ACTION ITEM:
Find how many lines of the records hold the string "before" and reply with only that total.

[Extracted data entries]
******************************

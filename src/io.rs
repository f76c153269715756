//! File-level driver: read compressed blocks, decode them, write the results.
//!
//! Each input file holds one raw LZVN block.  Inputs are decoded in parallel
//! on a rayon pool and written back in input order, so concatenated stdout
//! output is deterministic.

use std::fs;
use std::io::{self, Read, Write};
use std::path::Path;

use anyhow::{bail, Context};
use filetime::FileTime;
use rayon::prelude::*;

use crate::block::decompress_api::decompress_summary;
use crate::cli::arg_utils::strip_lzvn_extension;
use crate::cli::args::OutputTarget;
use crate::cli::constants::{STDIN_MARK, STDOUT_MARK};
use crate::config::LZVN_EXTENSION;

/// Decode preferences shared by every input of one invocation.
#[derive(Debug, Clone, Copy, PartialEq, Eq)]
pub struct DecodePrefs {
    /// Output capacity per block.
    pub block_size: usize,
    /// Replace existing output files.
    pub overwrite: bool,
    /// Require each block to fill exactly `block_size` bytes.
    pub exact: bool,
}

/// Read a whole input, `-` meaning standard input.
pub fn read_input(input: &str) -> io::Result<Vec<u8>> {
    if input == STDIN_MARK {
        let mut buf = Vec::new();
        io::stdin().lock().read_to_end(&mut buf)?;
        Ok(buf)
    } else {
        fs::read(input)
    }
}

/// Decode one compressed block held in memory.
pub fn decode_buffer(name: &str, compressed: &[u8], prefs: &DecodePrefs) -> anyhow::Result<Vec<u8>> {
    let mut dst = vec![0u8; prefs.block_size];
    let summary = decompress_summary(compressed, &mut dst)
        .with_context(|| format!("{name}: corrupt LZVN block"))?;

    crate::displaylevel!(
        4,
        "{}: consumed {} of {} compressed bytes, {}\n",
        name,
        summary.consumed,
        compressed.len(),
        if summary.end_of_stream { "end-of-stream reached" } else { "no end-of-stream opcode" }
    );

    if prefs.exact && summary.written != prefs.block_size {
        bail!(
            "{}: decoded {} bytes, expected exactly {}",
            name,
            summary.written,
            prefs.block_size
        );
    }
    dst.truncate(summary.written);
    Ok(dst)
}

/// Resolve the output file name for `input`, or `None` for stdout / discard.
pub fn output_name(input: &str, target: &OutputTarget) -> anyhow::Result<Option<String>> {
    match target {
        OutputTarget::Derived => match strip_lzvn_extension(input) {
            Some(stem) => Ok(Some(stem.to_owned())),
            None => bail!("{input}: unknown suffix -- expected {LZVN_EXTENSION}; use -o to name the output"),
        },
        OutputTarget::File(path) if path != STDOUT_MARK => Ok(Some(path.clone())),
        _ => Ok(None),
    }
}

/// Write `data` for `input` to wherever `target` points.
fn write_output(
    input: &str,
    data: &[u8],
    target: &OutputTarget,
    prefs: &DecodePrefs,
) -> anyhow::Result<()> {
    if *target == OutputTarget::Discard {
        return Ok(());
    }
    let Some(out) = output_name(input, target)? else {
        let mut stdout = io::stdout().lock();
        stdout.write_all(data).context("cannot write to standard output")?;
        stdout.flush().context("cannot write to standard output")?;
        return Ok(());
    };

    let out_path = Path::new(&out);
    if out_path.exists() && !prefs.overwrite {
        bail!("{out} already exists; use -f to overwrite");
    }
    fs::write(out_path, data).with_context(|| format!("cannot write {out}"))?;

    if input != STDIN_MARK {
        copy_mtime(Path::new(input), out_path)
            .with_context(|| format!("cannot copy timestamps to {out}"))?;
    }
    crate::displaylevel!(3, "{} -> {}\n", input, out);
    Ok(())
}

/// Give `dst` the access and modification times of `src`.
fn copy_mtime(src: &Path, dst: &Path) -> io::Result<()> {
    let meta = fs::metadata(src)?;
    filetime::set_file_times(
        dst,
        FileTime::from_last_access_time(&meta),
        FileTime::from_last_modification_time(&meta),
    )
}

/// Decode a single input file and write its output.
///
/// Returns the number of decoded bytes.
pub fn decompress_file(input: &str, target: &OutputTarget, prefs: &DecodePrefs) -> anyhow::Result<usize> {
    // Fail on a bad output name before reading anything.
    output_name(input, target)?;
    let compressed = read_input(input).with_context(|| format!("cannot read {input}"))?;
    let decoded = decode_buffer(input, &compressed, prefs)?;
    write_output(input, &decoded, target, prefs)?;
    crate::displaylevel!(2, "{:<30}: decoded {} bytes\n", input, decoded.len());
    Ok(decoded.len())
}

/// Decode every input in parallel and write the outputs in input order.
///
/// Inputs are taken one pass at a time, one input per worker, so no more
/// than one decoded buffer per worker is held before it is written.  Errors are
/// reported at display level 1 as they are written out and do not stop the
/// remaining inputs.  Returns the number of failed inputs.
pub fn decompress_files(
    inputs: &[String],
    target: &OutputTarget,
    prefs: &DecodePrefs,
    nb_workers: usize,
) -> anyhow::Result<usize> {
    let pool = rayon::ThreadPoolBuilder::new()
        .num_threads(nb_workers)
        .build()
        .context("cannot start worker threads")?;
    let pass_len = pool.current_num_threads().max(1);
    crate::displaylevel!(4, "Decoding with {} worker(s)\n", pass_len);

    let mut failures = 0;
    for pass in inputs.chunks(pass_len) {
        let decoded: Vec<anyhow::Result<Vec<u8>>> = pool.install(|| {
            pass.par_iter()
                .map(|input| {
                    output_name(input, target)?;
                    let compressed =
                        read_input(input).with_context(|| format!("cannot read {input}"))?;
                    decode_buffer(input, &compressed, prefs)
                })
                .collect()
        });

        for (input, result) in pass.iter().zip(decoded) {
            let outcome = result.and_then(|data| {
                write_output(input, &data, target, prefs)?;
                Ok(data.len())
            });
            match outcome {
                Ok(n) => crate::displaylevel!(2, "{:<30}: decoded {} bytes\n", input, n),
                Err(e) => {
                    crate::displaylevel!(1, "lzvn: {:#}\n", e);
                    failures += 1;
                }
            }
        }
    }
    Ok(failures)
}
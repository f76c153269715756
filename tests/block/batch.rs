// Unit tests for parallel block decoding (src/block/batch.rs)

use lzvn::block::batch::{decompress_batch, decompress_batch_uniform};
use lzvn::block::decompress_core::{DecompressError, OutOfBounds};

use crate::encoder::{encode, encode_literal_pieces, mixed_corpus, noise};

#[test]
fn batch_round_trip_preserves_order() {
    let inputs: Vec<Vec<u8>> = vec![
        mixed_corpus(10_000),
        noise(3_000, 7),
        b"Short".to_vec(),
        vec![0u8; 20_000],
        Vec::new(),
    ];
    let compressed: Vec<Vec<u8>> = inputs.iter().map(|d| encode(d)).collect();
    let refs: Vec<&[u8]> = compressed.iter().map(Vec::as_slice).collect();
    let capacities: Vec<usize> = inputs.iter().map(Vec::len).collect();

    let decoded = decompress_batch(&refs, &capacities);
    assert_eq!(decoded.len(), inputs.len());
    for (i, result) in decoded.into_iter().enumerate() {
        assert_eq!(result.as_deref(), Ok(inputs[i].as_slice()), "block {i}");
    }
}

#[test]
fn batch_failure_is_isolated() {
    let good = encode(b"good good good good");
    let inputs: Vec<&[u8]> = vec![good.as_slice(), &[0x7f][..], good.as_slice()];
    let decoded = decompress_batch_uniform(&inputs, 64);
    assert_eq!(decoded[0].as_deref(), Ok(&b"good good good good"[..]));
    assert_eq!(
        decoded[1],
        Err(DecompressError::InvalidOpcode { offset: 0, opcode: 0x7f })
    );
    assert_eq!(decoded[2].as_deref(), Ok(&b"good good good good"[..]));
}

#[test]
fn batch_empty() {
    assert!(decompress_batch(&[], &[]).is_empty());
    assert!(decompress_batch_uniform(&[], 16).is_empty());
}

#[test]
fn batch_uniform_caps_every_block() {
    // Four-byte literal runs: a capacity of 8 ends on an instruction boundary.
    let data = mixed_corpus(4_000);
    let compressed = encode_literal_pieces(&data, 4);
    let inputs: Vec<&[u8]> = vec![compressed.as_slice(); 8];
    for result in decompress_batch_uniform(&inputs, 8) {
        assert_eq!(result.unwrap(), &data[..8]);
    }
}

#[test]
fn batch_uniform_capacity_inside_literal_run() {
    let data = mixed_corpus(4_000);
    let compressed = encode_literal_pieces(&data, 4);
    let inputs: Vec<&[u8]> = vec![compressed.as_slice(); 4];
    for result in decompress_batch_uniform(&inputs, 6) {
        assert_eq!(
            result,
            Err(DecompressError::OutOfBounds { offset: 5, kind: OutOfBounds::LiteralPastOutput })
        );
    }
}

******************************

ANSWER TO THIS PROBLEM:
2